Celdas de castigo, o ‘jaulas’, cubiertas de paja y excrementos de internas. “Tratos humillantes y vejatorios, degradación y miseria”.

Algunos de los profesionales con los que se encontraron el nuevo Hospital Psiquiátrico de Bétera se creían, escribe Huertas, “capaces de cambiar la estructura social opresora, el régimen tardofranquista, el paradigma patriarcal y mísero capitalista, la vida cotidiana, las relaciones, el consumo, los horarios, el espacio y el tiempo”.

Comenzaron por cambiar las abusivas prácticas psiquiátricas. Devolvieron a las mujeres internadas su autonomía personal: decoraron a su gusto sus propias habitaciones, se les facilitaron útiles de aseo y pudieron elegir su ropa (interior y exterior). 

Preparaban ellas mismas la comida, entraban y salían del hospital, asistían a reuniones, asambleas, charlas y talleres. Hablaban y hablaban y hablaban. Habían pasado muchos años sin hacerlo. Para Huertas, lo “transformador y movilizador” de aquel proceso fue reconocer la capacidad de las internas: “Nos dedicamos a convivir con ellas, escucharlas, acompañarlas y conocernos unas a otras, en lugar de ‘tratarlas’”.

“A tratarlas como personas, que es lo que eran y son ellas”, proclama la autora. El equipo médico se empeñó, en definitiva, por “convivir” con las internas recién llegadas al Hospital Psiquiátrico de Bétera. “Hablábamos de nuestros problemas y de los suyos, de cómo podían participar. Ellas eran las protagonistas en realidad y nosotras estábamos allí para apoyarlas, ver qué era lo que querían e intentar que cada una de ellas siguiera el camino que escogiera”, explica.

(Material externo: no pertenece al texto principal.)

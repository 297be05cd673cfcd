pub mod celebrate;
pub mod config;
pub mod prompts;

El silencio impuesto a la fuerza a base de “tratamientos biológicos, físicos o químicos” era empleado para conseguir que “en los manicomios, además de ser privadas de su libertad, perdieran la palabra”

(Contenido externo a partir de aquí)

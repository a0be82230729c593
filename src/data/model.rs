use std::fmt;
use std::path::{Path, PathBuf};

// ---------------------------------------------------------------------------
// Element-type allow-lists (ELEGANT `ElementType` tags)
// ---------------------------------------------------------------------------

pub const QUAD_TYPES: &[&str] = &["QUAD", "KQUAD"];
pub const BEND_TYPES: &[&str] = &["SBEN", "RBEN", "CSBEND", "CSRCSBEND", "CCBEND"];
pub const RF_TYPES: &[&str] = &["RFCA", "RFCW"];
pub const SEXT_TYPES: &[&str] = &["SEXT", "KSEXT"];
pub const OCTU_TYPES: &[&str] = &["OCTU", "KOCT"];

/// Magnet (and cavity) families that can be picked out of a `.mag` file.
#[derive(Debug, Clone, Copy, PartialEq, Eq, PartialOrd, Ord, Hash)]
pub enum ElementFamily {
    Quadrupole,
    Bend,
    RfCavity,
    Sextupole,
    Octupole,
}

impl ElementFamily {
    pub const ALL: [ElementFamily; 5] = [
        ElementFamily::Quadrupole,
        ElementFamily::Bend,
        ElementFamily::RfCavity,
        ElementFamily::Sextupole,
        ElementFamily::Octupole,
    ];

    /// The `ElementType` tags belonging to this family.
    pub fn tags(self) -> &'static [&'static str] {
        match self {
            ElementFamily::Quadrupole => QUAD_TYPES,
            ElementFamily::Bend => BEND_TYPES,
            ElementFamily::RfCavity => RF_TYPES,
            ElementFamily::Sextupole => SEXT_TYPES,
            ElementFamily::Octupole => OCTU_TYPES,
        }
    }

    pub fn label(self) -> &'static str {
        match self {
            ElementFamily::Quadrupole => "Quadrupoles",
            ElementFamily::Bend => "Bends",
            ElementFamily::RfCavity => "RF cavities",
            ElementFamily::Sextupole => "Sextupoles",
            ElementFamily::Octupole => "Octupoles",
        }
    }
}

impl fmt::Display for ElementFamily {
    fn fmt(&self, f: &mut fmt::Formatter<'_>) -> fmt::Result {
        f.write_str(self.label())
    }
}

// ---------------------------------------------------------------------------
// BeamlineFiles – the companion files of one ELEGANT run
// ---------------------------------------------------------------------------

pub const TWISS_SUFFIX: &str = "twi";
pub const STATS_SUFFIX: &str = "s";
pub const CENTROID_SUFFIX: &str = "cen";
pub const MAGNET_SUFFIX: &str = "mag";

const COMPANION_SUFFIXES: [&str; 4] = [TWISS_SUFFIX, STATS_SUFFIX, CENTROID_SUFFIX, MAGNET_SUFFIX];

/// Paths of `<root>.twi`, `<root>.s`, `<root>.cen` and `<root>.mag`.
#[derive(Debug, Clone, PartialEq, Eq)]
pub struct BeamlineFiles {
    root: PathBuf,
}

impl BeamlineFiles {
    pub fn new(root: impl Into<PathBuf>) -> Self {
        Self { root: root.into() }
    }

    /// Recover the rootname from any one of the companion files.
    ///
    /// A path without a known suffix is taken to be the rootname itself.
    pub fn from_companion(path: &Path) -> Self {
        let known = path
            .extension()
            .and_then(|e| e.to_str())
            .is_some_and(|ext| COMPANION_SUFFIXES.contains(&ext));
        if known {
            Self::new(path.with_extension(""))
        } else {
            Self::new(path)
        }
    }

    pub fn root(&self) -> &Path {
        &self.root
    }

    pub fn twiss(&self) -> PathBuf {
        self.with_suffix(TWISS_SUFFIX)
    }

    pub fn stats(&self) -> PathBuf {
        self.with_suffix(STATS_SUFFIX)
    }

    pub fn centroid(&self) -> PathBuf {
        self.with_suffix(CENTROID_SUFFIX)
    }

    pub fn magnets(&self) -> PathBuf {
        self.with_suffix(MAGNET_SUFFIX)
    }

    /// All four companion paths, in suffix order.
    pub fn all(&self) -> [PathBuf; 4] {
        [self.twiss(), self.stats(), self.centroid(), self.magnets()]
    }

    // Appended rather than `with_extension`, so "run.v2" keeps its ".v2".
    fn with_suffix(&self, suffix: &str) -> PathBuf {
        let mut name = self.root.clone().into_os_string();
        name.push(".");
        name.push(suffix);
        PathBuf::from(name)
    }
}

// ---------------------------------------------------------------------------
// Loaded plot data
// ---------------------------------------------------------------------------

/// Magnet profile along `s`, drawn as the thin strip above every plot.
#[derive(Debug, Clone, Default)]
pub struct MagnetStrip {
    pub s: Vec<f64>,
    pub profile: Vec<f64>,
}

/// Optics functions from `<root>.twi`, in metres.
#[derive(Debug, Clone, Default)]
pub struct OpticsData {
    pub s: Vec<f64>,
    pub betax: Vec<f64>,
    pub betay: Vec<f64>,
    pub etax: Vec<f64>,
}

/// RMS beam sizes from `<root>.s`, in millimetres.
#[derive(Debug, Clone, Default)]
pub struct BeamSizeData {
    pub s: Vec<f64>,
    pub sx: Vec<f64>,
    pub sy: Vec<f64>,
    pub sz: Vec<f64>,
}

/// Normalised RMS emittances, in microns.
#[derive(Debug, Clone, Default)]
pub struct EmittanceData {
    pub s: Vec<f64>,
    pub ex: Vec<f64>,
    pub ey: Vec<f64>,
    pub ez: Vec<f64>,
}

/// The three `sddsprintout` blocks produced for one beam file.
#[derive(Debug, Clone, PartialEq, Eq)]
pub struct BeamReport {
    /// `pAverage`, `St`, `Sdelta`, `s56`.
    pub longitudinal: String,
    /// `enx`, `ecnx`, `alphax`, `betax`.
    pub horizontal: String,
    /// `eny`, `ecny`, `alphay`, `betay`.
    pub vertical: String,
}

impl BeamReport {
    pub fn blocks(&self) -> [(&'static str, &str); 3] {
        [
            ("Longitudinal", &self.longitudinal),
            ("Horizontal", &self.horizontal),
            ("Vertical", &self.vertical),
        ]
    }
}

#[cfg(test)]
mod tests {
    use super::*;

    #[test]
    fn companion_paths_share_the_root() {
        let files = BeamlineFiles::new("runs/fodo");
        assert_eq!(files.twiss(), PathBuf::from("runs/fodo.twi"));
        assert_eq!(files.stats(), PathBuf::from("runs/fodo.s"));
        assert_eq!(files.centroid(), PathBuf::from("runs/fodo.cen"));
        assert_eq!(files.magnets(), PathBuf::from("runs/fodo.mag"));
    }

    #[test]
    fn root_with_dot_keeps_its_tail() {
        let files = BeamlineFiles::new("runs/fodo.v2");
        assert_eq!(files.magnets(), PathBuf::from("runs/fodo.v2.mag"));
    }

    #[test]
    fn from_companion_strips_known_suffix_only() {
        let files = BeamlineFiles::from_companion(Path::new("runs/fodo.mag"));
        assert_eq!(files.root(), Path::new("runs/fodo"));

        let files = BeamlineFiles::from_companion(Path::new("runs/fodo.v2"));
        assert_eq!(files.root(), Path::new("runs/fodo.v2"));
    }

    #[test]
    fn families_cover_every_allow_list() {
        let tags: Vec<&str> = ElementFamily::ALL
            .iter()
            .flat_map(|f| f.tags().iter().copied())
            .collect();
        assert_eq!(tags.len(), 13);
        assert!(tags.contains(&"CSRCSBEND"));
        assert!(tags.contains(&"KOCT"));
    }
}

Huertas reconoce que no fue sencillo conseguir que expresaran su voluntad, pues “al principio aquellas mujeres no podían ni hablar, estaban en unas condiciones que no tenían palabra”. 

El silencio impuesto a la fuerza a base de “tratamientos biológicos, físicos o químicos” era empleado con la eficacia de la más útil de las herramientas para conseguir que “en los manicomios, además de ser privadas de su libertad, perdieran la palabra”. “Las tenían calladas porque la palabra es subversiva y expresa lo que se siente y desea”, sostiene Huertas.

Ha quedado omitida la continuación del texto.